TASK GOAL:
A single number is the answer here: the count of lines in the records below in which the word "advance" appears.

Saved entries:
+++

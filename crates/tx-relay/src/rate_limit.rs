// Copyright 2022 Webb Technologies Inc.
//
// Licensed under the Apache License, Version 2.0 (the "License");
// you may not use this file except in compliance with the License.
// You may obtain a copy of the License at
//
// http://www.apache.org/licenses/LICENSE-2.0
//
// Unless required by applicable law or agreed to in writing, software
// distributed under the License is distributed on an "AS IS" BASIS,
// WITHOUT WARRANTIES OR CONDITIONS OF ANY KIND, either express or implied.
// See the License for the specific language governing permissions and
// limitations under the License.

use std::collections::HashMap;
use std::net::IpAddr;
use std::time::Duration;

use ipnet::IpNet;
use parking_lot::Mutex;
use tokio::time::Instant;

/// Counts requests per key in fixed windows.
///
/// The first request of a window starts the count at one; requests are let
/// through while the count is below the maximum. Once the window has elapsed
/// the record is replaced rather than incremented.
#[derive(Debug)]
pub struct RateLimiter {
    max_requests: u32,
    window: Duration,
    records: Mutex<HashMap<String, RateLimitRecord>>,
}

#[derive(Debug, Clone, Copy)]
struct RateLimitRecord {
    count: u32,
    reset_at: Instant,
}

impl RateLimiter {
    /// Allows `max_requests` per `window` for each key.
    pub fn new(max_requests: u32, window: Duration) -> Self {
        Self {
            max_requests,
            window,
            records: Mutex::new(HashMap::new()),
        }
    }

    /// Records a request for `key`.
    ///
    /// Returns the time left in the current window when the request is
    /// refused.
    pub fn check(&self, key: &str) -> Result<(), Duration> {
        let now = Instant::now();
        let mut records = self.records.lock();
        match records.get_mut(key) {
            Some(record) if record.reset_at > now => {
                if record.count < self.max_requests {
                    record.count += 1;
                    Ok(())
                } else {
                    Err(record.reset_at - now)
                }
            }
            _ => {
                records.insert(
                    key.to_owned(),
                    RateLimitRecord {
                        count: 1,
                        reset_at: now + self.window,
                    },
                );
                Ok(())
            }
        }
    }

    /// Like [`check`](Self::check) without the retry hint.
    pub fn allow(&self, key: &str) -> bool {
        self.check(key).is_ok()
    }

    /// Drops records whose window has elapsed.
    pub fn sweep_expired(&self) -> usize {
        let now = Instant::now();
        let mut records = self.records.lock();
        let before = records.len();
        records.retain(|_, r| r.reset_at > now);
        before - records.len()
    }

    /// Number of tracked keys.
    pub fn len(&self) -> usize {
        self.records.lock().len()
    }

    /// Whether no key is tracked.
    pub fn is_empty(&self) -> bool {
        self.records.lock().is_empty()
    }
}

/// Reverse proxies allowed to name the client in `x-forwarded-for`.
///
/// Anyone else is keyed on their socket peer address, so rotating the
/// header does not open a fresh rate limit window.
#[derive(Debug, Clone, Default)]
pub struct TrustedProxies {
    networks: Vec<IpNet>,
}

impl TrustedProxies {
    /// Parses ip addresses and cidr ranges ("127.0.0.1", "10.0.0.0/8").
    ///
    /// Entries that are neither are logged and skipped.
    pub fn new<S: AsRef<str>>(entries: &[S]) -> Self {
        let networks = entries
            .iter()
            .map(AsRef::as_ref)
            .filter_map(|entry| {
                let entry = entry.trim();
                let parsed = entry
                    .parse::<IpNet>()
                    .ok()
                    .or_else(|| entry.parse::<IpAddr>().ok().and_then(host_net));
                if parsed.is_none() {
                    tracing::warn!(%entry, "Ignoring invalid trusted proxy");
                }
                parsed
            })
            .collect();
        Self { networks }
    }

    /// Whether `ip` belongs to a trusted proxy.
    pub fn is_trusted(&self, ip: IpAddr) -> bool {
        self.networks.iter().any(|net| net.contains(&ip))
    }

    /// The rate limit key for a request from `peer`.
    ///
    /// The leftmost `x-forwarded-for` address is used only when the peer is a
    /// trusted proxy and the entry parses as an ip address.
    pub fn client_ip(&self, peer: IpAddr, forwarded_for: Option<&str>) -> IpAddr {
        if !self.is_trusted(peer) {
            return peer;
        }
        forwarded_for
            .and_then(|v| v.split(',').next())
            .and_then(|first| first.trim().parse::<IpAddr>().ok())
            .unwrap_or(peer)
    }
}

fn host_net(ip: IpAddr) -> Option<IpNet> {
    let prefix = if ip.is_ipv4() { 32 } else { 128 };
    IpNet::new(ip, prefix).ok()
}

/// Whole seconds, rounded up, never zero.
pub fn retry_after_secs(left: Duration) -> u64 {
    let secs = left.as_secs() + u64::from(left.subsec_nanos() > 0);
    secs.max(1)
}

#[cfg(test)]
mod tests {
    use super::*;

    const HOUR: Duration = Duration::from_secs(3600);

    #[tokio::test(start_paused = true)]
    async fn eleventh_request_is_refused() {
        let limiter = RateLimiter::new(10, HOUR);
        for _ in 0..10 {
            assert!(limiter.allow("10.0.0.1"));
        }
        let left = limiter.check("10.0.0.1").unwrap_err();
        assert_eq!(retry_after_secs(left), 3600);
        // other keys are independent.
        assert!(limiter.allow("10.0.0.2"));
    }

    #[tokio::test(start_paused = true)]
    async fn new_window_starts_over() {
        let limiter = RateLimiter::new(2, HOUR);
        assert!(limiter.allow("a"));
        assert!(limiter.allow("a"));
        assert!(!limiter.allow("a"));

        tokio::time::advance(Duration::from_secs(1800)).await;
        let left = limiter.check("a").unwrap_err();
        assert_eq!(retry_after_secs(left), 1800);

        tokio::time::advance(Duration::from_secs(1800)).await;
        assert!(limiter.allow("a"));
        assert!(limiter.allow("a"));
        assert!(!limiter.allow("a"));
    }

    #[tokio::test(start_paused = true)]
    async fn sweep_drops_elapsed_windows_only() {
        let limiter = RateLimiter::new(5, HOUR);
        limiter.allow("old");
        tokio::time::advance(Duration::from_secs(3000)).await;
        limiter.allow("new");
        tokio::time::advance(Duration::from_secs(600)).await;
        assert_eq!(limiter.sweep_expired(), 1);
        assert_eq!(limiter.len(), 1);
    }

    #[test]
    fn forwarded_header_needs_a_trusted_peer() {
        let proxies = TrustedProxies::new(&["10.0.0.0/8", "::1", "not an ip"]);
        let proxy: IpAddr = "10.1.2.3".parse().unwrap();
        let stranger: IpAddr = "192.0.2.1".parse().unwrap();

        assert_eq!(
            proxies.client_ip(proxy, Some("203.0.113.7, 10.1.2.3")),
            "203.0.113.7".parse::<IpAddr>().unwrap()
        );
        assert_eq!(proxies.client_ip(stranger, Some("203.0.113.7")), stranger);
        // garbage from a trusted proxy falls back to the proxy itself.
        assert_eq!(proxies.client_ip(proxy, Some("nonsense")), proxy);
        assert_eq!(proxies.client_ip(proxy, None), proxy);
        assert!(proxies.is_trusted("::1".parse().unwrap()));
        assert!(!TrustedProxies::default().is_trusted(proxy));
    }

    #[test]
    fn retry_after_rounds_up() {
        assert_eq!(retry_after_secs(Duration::from_millis(1500)), 2);
        assert_eq!(retry_after_secs(Duration::ZERO), 1);
    }
}
// Copyright 2022 Webb Technologies Inc.
//
// Licensed under the Apache License, Version 2.0 (the "License");
// you may not use this file except in compliance with the License.
// You may obtain a copy of the License at
//
// http://www.apache.org/licenses/LICENSE-2.0
//
// Unless required by applicable law or agreed to in writing, software
// distributed under the License is distributed on an "AS IS" BASIS,
// WITHOUT WARRANTIES OR CONDITIONS OF ANY KIND, either express or implied.
// See the License for the specific language governing permissions and
// limitations under the License.

const POSITIVE: &[&str] = &[
    "love", "happy", "great", "good", "amazing", "wonderful", "joy", "grateful",
    "thankful", "proud", "excited", "awesome", "best", "beautiful", "fun",
    "kind", "hope", "glad", "lucky", "smile", "laugh", "gm", "win",
];

const NEGATIVE: &[&str] = &[
    "hate", "sad", "bad", "terrible", "awful", "angry", "regret", "sorry",
    "lonely", "afraid", "scared", "worst", "cry", "hurt", "pain", "guilty",
    "ashamed", "lost", "fail", "failed", "broke", "rekt", "lie", "lied",
];

/// Scores `text` from 0 (negative) to 100 (positive); 50 when neutral.
pub fn score(text: &str) -> u8 {
    let (pos, neg) = text
        .split(|c: char| !c.is_alphanumeric())
        .filter(|w| !w.is_empty())
        .map(str::to_lowercase)
        .fold((0i32, 0i32), |(p, n), word| {
            if POSITIVE.contains(&word.as_str()) {
                (p + 1, n)
            } else if NEGATIVE.contains(&word.as_str()) {
                (p, n + 1)
            } else {
                (p, n)
            }
        });
    (50 + (pos - neg) * 10).clamp(0, 100) as u8
}

#[cfg(test)]
mod tests {
    use super::*;

    #[test]
    fn neutral_text_scores_fifty() {
        assert_eq!(score("the cat sat on the mat"), 50);
        assert_eq!(score(""), 50);
    }

    #[test]
    fn polarity_moves_the_score() {
        assert!(score("I love this, so happy!") > 50);
        assert!(score("I regret it and feel guilty") < 50);
        assert_eq!(score(&"hate ".repeat(20)), 0);
    }
}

+++

ANSWER TO THIS EXERCISE:
4